And I’ll bet this woman, so concerned about “Chelsea Buns” lets her kids watch gazillions of ads, three hours of television a day, without the slightest concern. Well, for heaven’s sake, her son is fan of the “X-men”. Violence and mayhem are okay. Sex is not.

These ads practically shout, “I want to be told what to think! I want my information to be controlled and doled out like Pabulum by giant soul-less corporations! Please—it hurts to be free!”

Conrad Black

So it’s now Lord Black.

I personally find it completely offensive that there still exists, within the British Empire, an institution whose very foundation rests upon assumptions about class and lineage that should be utterly repellent to any democrat. The House of Lords is a bastion of exclusive White Rich Male Privilege (no matter how many token women and blacks are added) and British Upper Class Twittledom. And now, Mr. Twittledom himself, Conrad Black, who started a newspaper (and did a good job of it) just so he could show bad pictures of Jean Chretien and declare the Alliance winners before the election was held, is a Brit and a Lord and gets to wear hysterically funny costumes that remind me of the arch stereo-type of British Lords as, well, er, gay. Shall we say, fops. Precious. Delicate and righteous.

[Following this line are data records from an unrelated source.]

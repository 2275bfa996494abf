//! Cairo VM execution core utilities.

pub mod bigint;
pub mod extract_matches;

/// Returns `2^bits` as a `BigUint`.
pub fn pow_2(bits: u32) -> num_bigint::BigUint {
    num_bigint::BigUint::from(1_u32) << bits
}
//! Operand references and hint descriptors of the Cairo VM.
//!
//! A [`hints::Hint`] names a non-deterministic computation together with the operands it reads
//! and the cells it writes. Operands are expressed relative to the `ap` and `fp` registers.

pub mod hints;
pub mod inline;
pub mod operand;
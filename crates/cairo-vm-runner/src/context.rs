use std::collections::HashMap;

use cairo_vm_hints::operand::{CellRef, Register};
use cairo_vm_memory::{EXECUTION_SEGMENT, MemoryAddress};
use starknet_types_core::felt::Felt;

use crate::errors::HintError;

#[cfg(test)]
#[path = "context_test.rs"]
mod test;

/// A value stored in the scope store.
#[derive(Copy, Clone, Debug, PartialEq, Eq)]
pub enum ScopeValue {
    Felt(Felt),
    Int(i64),
    Address(MemoryAddress),
    /// The index (0, 1 or 2) of the arc left out by `AssertLeFindSmallArcs`.
    ExcludedArc(usize),
}
impl ScopeValue {
    fn kind(&self) -> &'static str {
        match self {
            ScopeValue::Felt(_) => "felt",
            ScopeValue::Int(_) => "int",
            ScopeValue::Address(_) => "address",
            ScopeValue::ExcludedArc(_) => "excluded arc",
        }
    }
}

/// A stack of named-variable scopes shared between cooperating hints.
///
/// There is always at least the main scope. Hints read and write the innermost scope only.
#[derive(Clone, Debug, PartialEq, Eq)]
pub struct ExecutionScopes {
    scopes: Vec<HashMap<String, ScopeValue>>,
}
impl Default for ExecutionScopes {
    fn default() -> Self {
        Self { scopes: vec![HashMap::new()] }
    }
}
impl ExecutionScopes {
    pub fn new() -> Self {
        Self::default()
    }

    pub fn enter_scope(&mut self, new_scope: HashMap<String, ScopeValue>) {
        self.scopes.push(new_scope);
    }

    pub fn exit_scope(&mut self) -> Result<(), HintError> {
        if self.scopes.len() == 1 {
            return Err(HintError::CannotExitMainScope);
        }
        self.scopes.pop();
        Ok(())
    }

    /// The number of active scopes, including the main one.
    pub fn depth(&self) -> usize {
        self.scopes.len()
    }

    pub fn assign_or_update_variable(&mut self, name: &str, value: ScopeValue) {
        self.innermost_mut().insert(name.to_string(), value);
    }

    pub fn delete_variable(&mut self, name: &str) {
        self.innermost_mut().remove(name);
    }

    pub fn get(&self, name: &str) -> Result<ScopeValue, HintError> {
        self.scopes
            .last()
            .and_then(|scope| scope.get(name))
            .copied()
            .ok_or_else(|| HintError::MissingScopeVariable(name.to_string()))
    }

    pub fn get_felt(&self, name: &str) -> Result<Felt, HintError> {
        match self.get(name)? {
            ScopeValue::Felt(value) => Ok(value),
            other => Err(kind_mismatch(name, "felt", &other)),
        }
    }

    pub fn get_excluded_arc(&self, name: &str) -> Result<usize, HintError> {
        match self.get(name)? {
            ScopeValue::ExcludedArc(index) => Ok(index),
            other => Err(kind_mismatch(name, "excluded arc", &other)),
        }
    }

    fn innermost_mut(&mut self) -> &mut HashMap<String, ScopeValue> {
        if self.scopes.is_empty() {
            self.scopes.push(HashMap::new());
        }
        let last = self.scopes.len() - 1;
        &mut self.scopes[last]
    }
}

fn kind_mismatch(name: &str, expected: &'static str, actual: &ScopeValue) -> HintError {
    HintError::ScopeValueKindMismatch { name: name.to_string(), expected, actual: actual.kind() }
}

/// The state a hint runs against: the registers, the scope store and allocation bookkeeping.
#[derive(Clone, Debug, Default, PartialEq, Eq)]
pub struct ExecutionContext {
    /// Allocation pointer, an offset into the execution segment.
    pub ap: u64,
    /// Frame pointer, an offset into the execution segment.
    pub fp: u64,
    pub scopes: ExecutionScopes,
    /// The next free address of the segment shared by `AllocConstantSize` allocations, once it
    /// was created.
    pub constant_size_segment: Option<MemoryAddress>,
}
impl ExecutionContext {
    pub fn new(ap: u64, fp: u64) -> Self {
        Self { ap, fp, ..Default::default() }
    }

    /// Returns the execution segment address a cell reference points to.
    pub fn cell_ref_to_address(&self, cell_ref: &CellRef) -> Result<MemoryAddress, HintError> {
        let base = match cell_ref.register {
            Register::AP => self.ap,
            Register::FP => self.fp,
        };
        Ok(MemoryAddress::new(EXECUTION_SEGMENT, base).add_offset(cell_ref.offset.into())?)
    }
}
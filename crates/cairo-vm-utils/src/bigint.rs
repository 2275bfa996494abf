use std::fmt::Display;
use std::str::FromStr;

use num_bigint::{BigInt, BigUint, Sign};
use num_traits::Signed;
use serde::{Deserialize, Deserializer, Serialize, Serializer, de};
use thiserror::Error;

#[cfg(test)]
#[path = "bigint_test.rs"]
mod test;

/// A signed big integer written as a `0x`-prefixed hex string, with a leading `-` when negative,
/// e.g. `"-0x1f"`.
///
/// Hint descriptors carry their immediate operands this way.
#[derive(Clone, Debug, Default, PartialEq, Eq, Hash)]
pub struct BigIntAsHex {
    pub value: BigInt,
}

impl From<BigInt> for BigIntAsHex {
    fn from(value: BigInt) -> Self {
        Self { value }
    }
}

#[derive(Debug, Error, Clone, PartialEq, Eq)]
pub enum ParseHexError {
    #[error("`{0}` does not start with `0x`.")]
    MissingPrefix(String),
    #[error("`{0}` has no hex digits or has a non hex digit.")]
    InvalidDigits(String),
}

impl FromStr for BigIntAsHex {
    type Err = ParseHexError;

    fn from_str(text: &str) -> Result<Self, Self::Err> {
        let (sign, unsigned) = match text.strip_prefix('-') {
            Some(unsigned) => (Sign::Minus, unsigned),
            None => (Sign::Plus, text),
        };
        let digits =
            unsigned.strip_prefix("0x").ok_or_else(|| ParseHexError::MissingPrefix(text.into()))?;
        let magnitude = BigUint::parse_bytes(digits.as_bytes(), 16)
            .ok_or_else(|| ParseHexError::InvalidDigits(text.into()))?;
        Ok(Self { value: BigInt::from_biguint(sign, magnitude) })
    }
}

impl Display for BigIntAsHex {
    fn fmt(&self, f: &mut std::fmt::Formatter<'_>) -> std::fmt::Result {
        let sign = if self.value.is_negative() { "-" } else { "" };
        write!(f, "{sign}{:#x}", self.value.magnitude())
    }
}

impl Serialize for BigIntAsHex {
    fn serialize<S: Serializer>(&self, serializer: S) -> Result<S::Ok, S::Error> {
        serializer.collect_str(self)
    }
}

impl<'de> Deserialize<'de> for BigIntAsHex {
    fn deserialize<D: Deserializer<'de>>(deserializer: D) -> Result<Self, D::Error> {
        String::deserialize(deserializer)?.parse().map_err(de::Error::custom)
    }
}
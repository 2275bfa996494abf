use std::collections::HashMap;

use cairo_vm_hints::cell;
use cairo_vm_memory::MemoryAddress;
use pretty_assertions::assert_eq;
use starknet_types_core::felt::Felt;
use test_log::test;

use super::{ExecutionContext, ExecutionScopes, ScopeValue};
use crate::errors::HintError;

#[test]
fn test_scopes() {
    let mut scopes = ExecutionScopes::new();
    scopes.assign_or_update_variable("a", ScopeValue::Int(1));
    assert_eq!(scopes.get("a"), Ok(ScopeValue::Int(1)));

    scopes.enter_scope(HashMap::from([("b".to_string(), ScopeValue::Felt(Felt::TWO))]));
    assert_eq!(scopes.depth(), 2);
    assert_eq!(scopes.get_felt("b"), Ok(Felt::TWO));
    // Only the innermost scope is visible.
    assert_eq!(scopes.get("a"), Err(HintError::MissingScopeVariable("a".into())));

    scopes.exit_scope().unwrap();
    assert_eq!(scopes.get("a"), Ok(ScopeValue::Int(1)));
    assert_eq!(scopes.exit_scope(), Err(HintError::CannotExitMainScope));
}

#[test]
fn test_update_and_delete_variable() {
    let mut scopes = ExecutionScopes::default();
    scopes.assign_or_update_variable("excluded", ScopeValue::ExcludedArc(0));
    scopes.assign_or_update_variable("excluded", ScopeValue::ExcludedArc(2));
    assert_eq!(scopes.get_excluded_arc("excluded"), Ok(2));

    scopes.delete_variable("excluded");
    assert_eq!(
        scopes.get_excluded_arc("excluded"),
        Err(HintError::MissingScopeVariable("excluded".into()))
    );
}

#[test]
fn test_typed_lookup_mismatch() {
    let mut scopes = ExecutionScopes::default();
    scopes.assign_or_update_variable("ptr", ScopeValue::Address(MemoryAddress::new(2, 0)));

    assert_eq!(
        scopes.get_felt("ptr"),
        Err(HintError::ScopeValueKindMismatch {
            name: "ptr".into(),
            expected: "felt",
            actual: "address"
        })
    );
}

#[test]
fn test_cell_ref_to_address() {
    let ctx = ExecutionContext::new(10, 4);

    assert_eq!(ctx.cell_ref_to_address(&cell!([ap + 2])), Ok(MemoryAddress::new(1, 12)));
    assert_eq!(ctx.cell_ref_to_address(&cell!([fp - 3])), Ok(MemoryAddress::new(1, 1)));
    assert!(ctx.cell_ref_to_address(&cell!([fp - 5])).is_err());
}
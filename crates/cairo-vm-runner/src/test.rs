use cairo_vm_hints::hints::Hint;
use cairo_vm_hints::{cell, operand};
use cairo_vm_memory::{Memory, MemoryAddress, MemoryValue};
use indoc::indoc;
use pretty_assertions::assert_eq;
use starknet_types_core::felt::Felt;
use test_log::test;

use crate::{
    CoreHintProcessor, ExecutionContext, HintError, HintProcessor, HintRunnerConfig, RunnerError,
};

fn random_ec_points(seed: u64, count: i16) -> Vec<Felt> {
    let config = HintRunnerConfig { random_ec_point_seed: seed, ..Default::default() };
    let mut processor = CoreHintProcessor::new(config);
    let mut memory = Memory::with_segments(2);
    let mut ctx = ExecutionContext::new(0, 0);
    for i in 0..count {
        let hint = Hint::RandomEcPoint { x: cell!([ap + 2 * i]), y: cell!([ap + (2 * i + 1)]) };
        processor.execute_hint(&mut memory, &mut ctx, &hint).unwrap();
    }
    (0..2 * count as u64).map(|i| memory.read_felt(MemoryAddress::new(1, i)).unwrap()).collect()
}

#[test]
fn test_random_ec_point_is_seeded() {
    let points = random_ec_points(7, 2);

    assert_eq!(points, random_ec_points(7, 2));
    assert_ne!(points[0], points[2]);
    assert_ne!(points, random_ec_points(8, 2));
}

#[test]
fn test_hint_failure_names_the_hint() {
    let mut processor = CoreHintProcessor::default();
    let mut memory = Memory::with_segments(2);
    let mut ctx = ExecutionContext::new(0, 0);
    let hint = Hint::DivMod {
        lhs: operand!(1),
        rhs: operand!(0),
        quotient: cell!([ap]),
        remainder: cell!([ap + 1]),
    };

    let err = processor.execute_hint(&mut memory, &mut ctx, &hint).unwrap_err();

    assert_eq!(
        err,
        RunnerError::Hint { hint: "DivMod", source: HintError::DivisionByZero { operand: "rhs" } }
    );
    assert_eq!(err.to_string(), "Hint `DivMod` failed: Cannot divide by zero: `rhs` is 0.");
}

#[test]
fn test_eval_circuit_word_size_is_configurable() {
    // x1 + x = x2 modulo 65, with 3-bit limbs: 1 + x = 58, so x = 57 = 1 + 7 * 8.
    let mut memory = Memory::with_segments(2);
    let add_mod_builtin = memory.allocate_segment();
    let mul_mod_builtin = memory.allocate_segment();
    let cells: [(u64, MemoryValue); 14] = [
        (0, MemoryValue::from_int(1)),
        (1, MemoryValue::from_int(0)),
        (2, MemoryValue::from_int(0)),
        (3, MemoryValue::from_int(0)),
        (8, MemoryValue::from_int(2)),
        (9, MemoryValue::from_int(7)),
        (10, MemoryValue::from_int(0)),
        (11, MemoryValue::from_int(0)),
        (12, MemoryValue::from_int(0)),
        (13, MemoryValue::from_int(4)),
        (14, MemoryValue::from_int(8)),
        (15, add_mod_builtin.into()),
        (16, mul_mod_builtin.into()),
        (17, MemoryValue::from_int(0)),
    ];
    for (offset, value) in cells {
        memory.write(MemoryAddress::new(1, offset), value).unwrap();
    }
    for (offset, limb) in (0..).zip([1, 0, 1, 0]) {
        memory.write((add_mod_builtin + offset).unwrap(), MemoryValue::from_int(limb)).unwrap();
    }
    memory.write((add_mod_builtin + 4).unwrap(), MemoryAddress::new(1, 0).into()).unwrap();
    memory.write((add_mod_builtin + 5).unwrap(), MemoryAddress::new(1, 12).into()).unwrap();

    let mut processor =
        CoreHintProcessor::new(HintRunnerConfig { circuit_word_bit_len: 3, ..Default::default() });
    let mut ctx = ExecutionContext::new(0, 0);
    let hint = Hint::EvalCircuit {
        n_add_mods: operand!(1),
        add_mod_builtin: operand!([ap + 15]),
        n_mul_mods: operand!([ap + 17]),
        mul_mod_builtin: operand!([ap + 16]),
    };
    processor.execute_hint(&mut memory, &mut ctx, &hint).unwrap();

    let x: Vec<_> =
        (4..8).map(|offset| memory.read_felt(MemoryAddress::new(1, offset)).unwrap()).collect();
    assert_eq!(x, vec![Felt::ONE, Felt::from(7), Felt::ZERO, Felt::ZERO]);
}

#[test]
fn test_config_defaults() {
    let config: HintRunnerConfig = serde_json::from_str("{}").unwrap();
    assert_eq!(config, HintRunnerConfig::default());
    assert_eq!(config.circuit_word_bit_len, 96);

    let config: HintRunnerConfig = serde_json::from_str(indoc! {r#"
        {"random_ec_point_seed": 42}
    "#})
    .unwrap();
    assert_eq!(config.random_ec_point_seed, 42);
    assert_eq!(config.circuit_word_bit_len, 96);
}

It’s Barbara Amiel who really annoys me, though. She once wrote an interesting article on Leonard Cohen, and I believe admitted that she agreed to strip for him in exchange for the interview. Correct me if my memory fails me, Barbara. She also wrote an article for Chatelaine once– my memory is clearer about this– in which she provided a vigorous defense of the art of gold-digging, which is, of course, the art of offering sex in exchange for position, power, and vast amounts of capital. Other than the prostitution angle, I suppose, not much to quibble with there, but it should suggest to us that perhaps Lord Black wasn’t himself so passionate about the cause of privilege as his wife, who now gets to be known as Lady Golddigger. Perhaps Mr. Cohen, recently descended from Mount Baldy (I kid you not) would consent to strip for the aristocracy.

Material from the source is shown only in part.